When transcribing the entries, keep each one exactly as it is.
═════ Data for processing
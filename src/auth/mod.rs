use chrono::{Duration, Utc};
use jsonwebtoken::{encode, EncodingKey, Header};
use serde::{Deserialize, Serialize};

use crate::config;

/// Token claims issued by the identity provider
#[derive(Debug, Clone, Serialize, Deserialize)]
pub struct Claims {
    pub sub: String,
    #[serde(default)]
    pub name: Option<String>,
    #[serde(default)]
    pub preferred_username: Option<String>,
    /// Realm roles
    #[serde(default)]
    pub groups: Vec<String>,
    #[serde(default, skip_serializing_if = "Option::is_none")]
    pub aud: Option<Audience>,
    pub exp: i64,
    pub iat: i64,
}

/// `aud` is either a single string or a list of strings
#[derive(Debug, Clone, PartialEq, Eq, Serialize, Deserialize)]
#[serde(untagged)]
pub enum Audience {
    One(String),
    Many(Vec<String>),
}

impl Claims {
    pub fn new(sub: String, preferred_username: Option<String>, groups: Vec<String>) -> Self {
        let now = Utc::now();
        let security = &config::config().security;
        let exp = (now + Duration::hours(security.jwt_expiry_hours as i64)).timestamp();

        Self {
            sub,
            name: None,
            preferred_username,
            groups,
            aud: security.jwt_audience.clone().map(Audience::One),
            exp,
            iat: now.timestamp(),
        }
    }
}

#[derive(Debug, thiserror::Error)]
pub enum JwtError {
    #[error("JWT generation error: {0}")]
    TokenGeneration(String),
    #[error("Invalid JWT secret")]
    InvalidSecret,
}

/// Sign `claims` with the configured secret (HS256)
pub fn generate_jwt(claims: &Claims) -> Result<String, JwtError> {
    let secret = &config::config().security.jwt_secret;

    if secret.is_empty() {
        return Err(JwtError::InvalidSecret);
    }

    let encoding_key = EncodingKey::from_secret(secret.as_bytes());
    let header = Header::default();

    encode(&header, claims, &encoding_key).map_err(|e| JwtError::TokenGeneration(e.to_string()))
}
══════════
** Worked solution **
filename src/auth/mod.rs
use chrono::{Duration, Utc};
use jsonwebtoken::{encode, EncodingKey, Header};
use serde::{Deserialize, Serialize};

use crate::config;

/// Token claims issued by the identity provider
#[derive(Debug, Clone, Serialize, Deserialize)]
pub struct Claims {
    pub sub: String,
    #[serde(default)]
    pub name: Option<String>,
    #[serde(default)]
    pub preferred_username: Option<String>,
    /// Realm roles
    #[serde(default)]
    pub groups: Vec<String>,
    #[serde(default, skip_serializing_if = "Option::is_none")]
    pub aud: Option<Audience>,
    pub exp: i64,
    pub iat: i64,
}

/// `aud` is either a single string or a list of strings
#[derive(Debug, Clone, PartialEq, Eq, Serialize, Deserialize)]
#[serde(untagged)]
pub enum Audience {
    One(String),
    Many(Vec<String>),
}

impl Claims {
    pub fn new(sub: String, preferred_username: Option<String>, groups: Vec<String>) -> Self {
        let now = Utc::now();
        let security = &config::config().security;
        let exp = (now + Duration::hours(security.jwt_expiry_hours as i64)).timestamp();

        Self {
            sub,
            name: None,
            preferred_username,
            groups,
            aud: security.jwt_audience.clone().map(Audience::One),
            exp,
            iat: now.timestamp(),
        }
    }
}

#[derive(Debug, thiserror::Error)]
pub enum JwtError {
    #[error("JWT generation error: {0}")]
    TokenGeneration(String),
    #[error("Invalid JWT secret")]
    InvalidSecret,
}

/// Sign `claims` with the configured secret (HS256)
pub fn generate_jwt(claims: &Claims) -> Result<String, JwtError> {
    let secret = &config::config().security.jwt_secret;

    if secret.is_empty() {
        return Err(JwtError::InvalidSecret);
    }

    let encoding_key = EncodingKey::from_secret(secret.as_bytes());
    let header = Header::default();

    encode(&header, claims, &encoding_key).map_err(|e| JwtError::TokenGeneration(e.to_string()))
}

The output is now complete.